In a YouTube video in mid-May, Navalny’s Anti-Corruption Foundation, which was reborn as an international organization after Russian courts shut down the original, encouraged demonstrations on the founder’s birthday. The Russian government issued a preemptive warning that anyone who answered this call on June 4 would face arrest.
“Putin wants Navalny to feel alone. Moreover, he wants every single one of us to feel that way,” Navalny associate Lyubov Sobol said in the video.
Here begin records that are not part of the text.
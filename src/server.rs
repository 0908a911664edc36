use std::net::SocketAddr;
use std::sync::Arc;

use axum::{
    extract::{rejection::JsonRejection, State},
    http::{Method, StatusCode},
    response::{IntoResponse, Response},
    routing::{get, post},
    Json, Router,
};
use serde_json::json;
use tower_http::cors::{Any, CorsLayer};
use tower_http::trace::TraceLayer;

use crate::chain::ProviderChain;
use crate::error::FlightError;
use crate::model::SearchResponse;
use crate::query::SearchRequest;

#[derive(Clone)]
pub struct AppState {
    pub chain: Arc<ProviderChain>,
}

#[derive(Debug)]
pub enum ApiError {
    BadRequest(String),
    Internal(String),
}

impl From<FlightError> for ApiError {
    fn from(err: FlightError) -> Self {
        if err.is_validation() {
            Self::BadRequest(err.to_string())
        } else {
            Self::Internal(err.to_string())
        }
    }
}

impl From<JsonRejection> for ApiError {
    fn from(rejection: JsonRejection) -> Self {
        Self::Internal(rejection.body_text())
    }
}

impl IntoResponse for ApiError {
    fn into_response(self) -> Response {
        match self {
            ApiError::BadRequest(msg) => {
                (StatusCode::BAD_REQUEST, Json(json!({ "error": msg }))).into_response()
            }
            ApiError::Internal(details) => {
                tracing::error!(%details, "search request failed");
                (
                    StatusCode::INTERNAL_SERVER_ERROR,
                    Json(json!({
                        "error": "Internal server error",
                        "details": details,
                    })),
                )
                    .into_response()
            }
        }
    }
}

/// POST /api/flights
async fn search_flights(
    State(state): State<AppState>,
    payload: Result<Json<SearchRequest>, JsonRejection>,
) -> Result<Json<SearchResponse>, ApiError> {
    let Json(request) = payload?;
    let response = state.chain.resolve(request).await?;
    Ok(Json(response))
}

/// GET /health
async fn health(State(state): State<AppState>) -> Json<serde_json::Value> {
    Json(json!({
        "status": "ok",
        "providers": state.chain.enabled_providers(),
    }))
}

pub fn router(state: AppState) -> Router {
    let cors = CorsLayer::new()
        .allow_origin(Any)
        .allow_methods([Method::GET, Method::POST, Method::OPTIONS])
        .allow_headers([axum::http::header::CONTENT_TYPE]);

    Router::new()
        .route("/api/flights", post(search_flights))
        .route("/health", get(health))
        .layer(cors)
        .layer(TraceLayer::new_for_http())
        .with_state(state)
}

pub async fn serve(chain: ProviderChain, addr: SocketAddr) -> Result<(), FlightError> {
    let enabled = chain.enabled_providers().join(", ");
    let app = router(AppState {
        chain: Arc::new(chain),
    });

    let listener = tokio::net::TcpListener::bind(addr)
        .await
        .map_err(|e| FlightError::Internal(format!("failed to bind {addr}: {e}")))?;
    tracing::info!(%addr, providers = %enabled, "listening");

    axum::serve(listener, app)
        .with_graceful_shutdown(async {
            let _ = tokio::signal::ctrl_c().await;
        })
        .await
        .map_err(|e| FlightError::Internal(e.to_string()))
}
Politico quoted some Russians opposed to the Putin government who thought it was dangerous, and perhaps a little selfish, to encourage people to demonstrate on Navalny’s behalf when the regime has made him so utterly toxic and vowed to crack down hard on his supporters.
“It’s a question of responsibility toward his congregation, and the right to use it as cannon fodder against the Kremlin,” London-based Russian analyst Vladimir Pastukhov said.
“This type of regime does not listen to street protests, and easily suppresses them,” said political analyst Dmitry Oreshkin, who lamented the “monstrous ambivalence” that has festered in the terrorized Russian public.